PROBLEM DETAILS:
Take the data below and filter it for lines containing the word "TaskScope"; show each line found.

Collected data:
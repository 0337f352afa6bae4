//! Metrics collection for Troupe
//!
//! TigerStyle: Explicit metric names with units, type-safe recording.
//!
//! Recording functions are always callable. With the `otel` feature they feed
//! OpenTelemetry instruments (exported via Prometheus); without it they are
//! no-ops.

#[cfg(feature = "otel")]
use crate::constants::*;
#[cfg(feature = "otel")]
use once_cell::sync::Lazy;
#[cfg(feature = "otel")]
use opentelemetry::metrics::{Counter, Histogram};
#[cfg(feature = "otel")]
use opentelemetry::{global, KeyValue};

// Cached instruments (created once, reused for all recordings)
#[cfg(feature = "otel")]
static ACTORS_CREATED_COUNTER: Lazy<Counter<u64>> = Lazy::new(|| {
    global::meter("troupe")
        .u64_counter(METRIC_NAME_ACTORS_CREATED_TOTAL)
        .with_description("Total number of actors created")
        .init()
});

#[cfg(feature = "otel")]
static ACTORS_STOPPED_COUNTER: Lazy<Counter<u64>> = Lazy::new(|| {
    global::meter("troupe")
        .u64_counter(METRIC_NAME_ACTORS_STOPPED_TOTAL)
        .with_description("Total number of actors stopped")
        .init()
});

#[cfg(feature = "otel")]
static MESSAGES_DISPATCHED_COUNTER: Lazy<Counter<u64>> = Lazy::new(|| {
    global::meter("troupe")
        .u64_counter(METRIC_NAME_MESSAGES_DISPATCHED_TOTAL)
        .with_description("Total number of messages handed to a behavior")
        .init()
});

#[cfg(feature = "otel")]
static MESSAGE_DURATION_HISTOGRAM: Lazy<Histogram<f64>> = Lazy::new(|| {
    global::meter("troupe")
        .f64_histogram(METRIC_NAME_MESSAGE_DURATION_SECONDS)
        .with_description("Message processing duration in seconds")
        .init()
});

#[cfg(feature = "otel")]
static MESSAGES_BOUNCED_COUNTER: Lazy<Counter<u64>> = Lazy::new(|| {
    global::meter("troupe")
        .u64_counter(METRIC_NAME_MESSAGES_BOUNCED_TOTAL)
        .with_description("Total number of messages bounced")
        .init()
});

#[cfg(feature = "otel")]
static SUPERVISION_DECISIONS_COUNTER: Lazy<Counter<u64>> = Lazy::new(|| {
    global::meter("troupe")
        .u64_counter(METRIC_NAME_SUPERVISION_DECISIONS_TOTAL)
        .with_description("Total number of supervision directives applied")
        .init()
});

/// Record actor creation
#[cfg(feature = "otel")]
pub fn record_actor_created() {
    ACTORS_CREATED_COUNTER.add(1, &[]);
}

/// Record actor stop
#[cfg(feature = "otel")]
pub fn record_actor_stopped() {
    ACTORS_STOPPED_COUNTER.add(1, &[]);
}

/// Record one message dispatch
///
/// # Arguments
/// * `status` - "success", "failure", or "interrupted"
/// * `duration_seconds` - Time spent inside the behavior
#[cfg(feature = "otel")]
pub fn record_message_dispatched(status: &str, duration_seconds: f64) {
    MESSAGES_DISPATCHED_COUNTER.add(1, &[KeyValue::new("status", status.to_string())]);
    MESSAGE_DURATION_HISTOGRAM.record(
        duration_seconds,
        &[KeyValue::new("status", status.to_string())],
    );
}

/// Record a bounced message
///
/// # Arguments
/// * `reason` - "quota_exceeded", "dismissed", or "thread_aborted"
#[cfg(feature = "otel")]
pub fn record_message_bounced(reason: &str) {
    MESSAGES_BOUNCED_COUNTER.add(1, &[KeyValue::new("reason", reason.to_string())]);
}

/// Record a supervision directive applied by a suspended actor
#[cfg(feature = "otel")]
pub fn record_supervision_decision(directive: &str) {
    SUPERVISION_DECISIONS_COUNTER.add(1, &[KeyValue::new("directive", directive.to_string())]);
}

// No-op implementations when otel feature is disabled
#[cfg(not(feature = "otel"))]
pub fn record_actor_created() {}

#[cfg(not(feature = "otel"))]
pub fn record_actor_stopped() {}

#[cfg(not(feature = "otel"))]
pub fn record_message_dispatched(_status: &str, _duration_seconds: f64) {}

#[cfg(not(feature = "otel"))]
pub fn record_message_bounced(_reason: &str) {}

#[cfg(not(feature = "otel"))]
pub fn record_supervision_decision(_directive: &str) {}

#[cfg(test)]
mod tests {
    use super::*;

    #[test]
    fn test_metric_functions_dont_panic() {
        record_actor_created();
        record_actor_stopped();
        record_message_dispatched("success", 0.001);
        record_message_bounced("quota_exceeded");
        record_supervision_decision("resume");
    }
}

---

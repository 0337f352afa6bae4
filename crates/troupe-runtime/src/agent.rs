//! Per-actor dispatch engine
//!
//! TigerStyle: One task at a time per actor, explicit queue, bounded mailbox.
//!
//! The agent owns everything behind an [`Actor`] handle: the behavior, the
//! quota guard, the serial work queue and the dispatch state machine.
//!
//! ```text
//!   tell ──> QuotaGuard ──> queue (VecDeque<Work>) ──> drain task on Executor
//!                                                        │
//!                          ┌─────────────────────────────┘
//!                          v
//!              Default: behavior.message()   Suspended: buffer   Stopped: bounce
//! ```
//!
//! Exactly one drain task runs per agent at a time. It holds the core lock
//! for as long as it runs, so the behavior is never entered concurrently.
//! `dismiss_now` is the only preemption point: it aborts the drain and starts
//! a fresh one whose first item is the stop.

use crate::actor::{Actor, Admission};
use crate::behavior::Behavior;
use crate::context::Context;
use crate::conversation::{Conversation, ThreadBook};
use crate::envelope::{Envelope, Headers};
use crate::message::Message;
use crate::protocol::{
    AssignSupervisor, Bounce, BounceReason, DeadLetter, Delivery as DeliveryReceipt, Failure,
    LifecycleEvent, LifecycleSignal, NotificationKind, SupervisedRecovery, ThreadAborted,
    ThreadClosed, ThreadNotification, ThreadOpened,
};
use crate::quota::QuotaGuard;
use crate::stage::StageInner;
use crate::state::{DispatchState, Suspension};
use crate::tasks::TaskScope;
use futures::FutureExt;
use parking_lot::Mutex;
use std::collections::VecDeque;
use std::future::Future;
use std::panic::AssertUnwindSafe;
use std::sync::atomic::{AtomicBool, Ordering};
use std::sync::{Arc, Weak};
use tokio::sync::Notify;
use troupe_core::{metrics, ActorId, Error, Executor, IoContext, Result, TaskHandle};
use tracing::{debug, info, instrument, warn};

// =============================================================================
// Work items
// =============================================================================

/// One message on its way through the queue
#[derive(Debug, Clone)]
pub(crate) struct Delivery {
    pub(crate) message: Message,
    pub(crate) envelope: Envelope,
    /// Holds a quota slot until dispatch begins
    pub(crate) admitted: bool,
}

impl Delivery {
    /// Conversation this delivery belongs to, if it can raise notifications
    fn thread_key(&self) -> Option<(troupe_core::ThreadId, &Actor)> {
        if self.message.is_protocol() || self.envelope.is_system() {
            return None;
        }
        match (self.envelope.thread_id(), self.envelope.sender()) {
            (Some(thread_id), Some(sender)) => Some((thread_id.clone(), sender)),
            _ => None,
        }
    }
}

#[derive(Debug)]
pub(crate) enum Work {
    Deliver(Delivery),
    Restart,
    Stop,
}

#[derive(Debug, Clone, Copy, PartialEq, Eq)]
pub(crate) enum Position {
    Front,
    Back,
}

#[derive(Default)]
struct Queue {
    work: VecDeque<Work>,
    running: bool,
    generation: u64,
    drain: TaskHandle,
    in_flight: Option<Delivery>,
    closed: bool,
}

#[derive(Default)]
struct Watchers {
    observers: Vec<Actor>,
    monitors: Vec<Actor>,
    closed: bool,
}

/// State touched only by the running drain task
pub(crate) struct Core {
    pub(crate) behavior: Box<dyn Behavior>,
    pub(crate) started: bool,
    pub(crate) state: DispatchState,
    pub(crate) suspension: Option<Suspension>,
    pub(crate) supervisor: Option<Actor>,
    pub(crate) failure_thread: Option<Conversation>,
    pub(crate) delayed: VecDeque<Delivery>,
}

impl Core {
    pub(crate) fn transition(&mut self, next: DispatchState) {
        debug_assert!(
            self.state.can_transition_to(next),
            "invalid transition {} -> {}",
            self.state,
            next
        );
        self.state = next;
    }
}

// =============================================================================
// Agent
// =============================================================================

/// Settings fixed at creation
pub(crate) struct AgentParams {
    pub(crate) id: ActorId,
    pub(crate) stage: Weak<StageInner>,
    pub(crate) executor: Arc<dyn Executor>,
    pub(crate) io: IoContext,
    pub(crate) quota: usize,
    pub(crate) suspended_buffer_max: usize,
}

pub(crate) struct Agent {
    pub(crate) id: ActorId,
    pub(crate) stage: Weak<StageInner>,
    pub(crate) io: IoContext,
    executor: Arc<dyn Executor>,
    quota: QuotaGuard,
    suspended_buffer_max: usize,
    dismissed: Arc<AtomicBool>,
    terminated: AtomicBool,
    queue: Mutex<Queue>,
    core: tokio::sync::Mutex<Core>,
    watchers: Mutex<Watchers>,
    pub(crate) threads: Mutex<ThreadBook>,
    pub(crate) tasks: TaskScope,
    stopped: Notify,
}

YOUR RESPONSE:
use crate::tasks::TaskScope;
    pub(crate) tasks: TaskScope,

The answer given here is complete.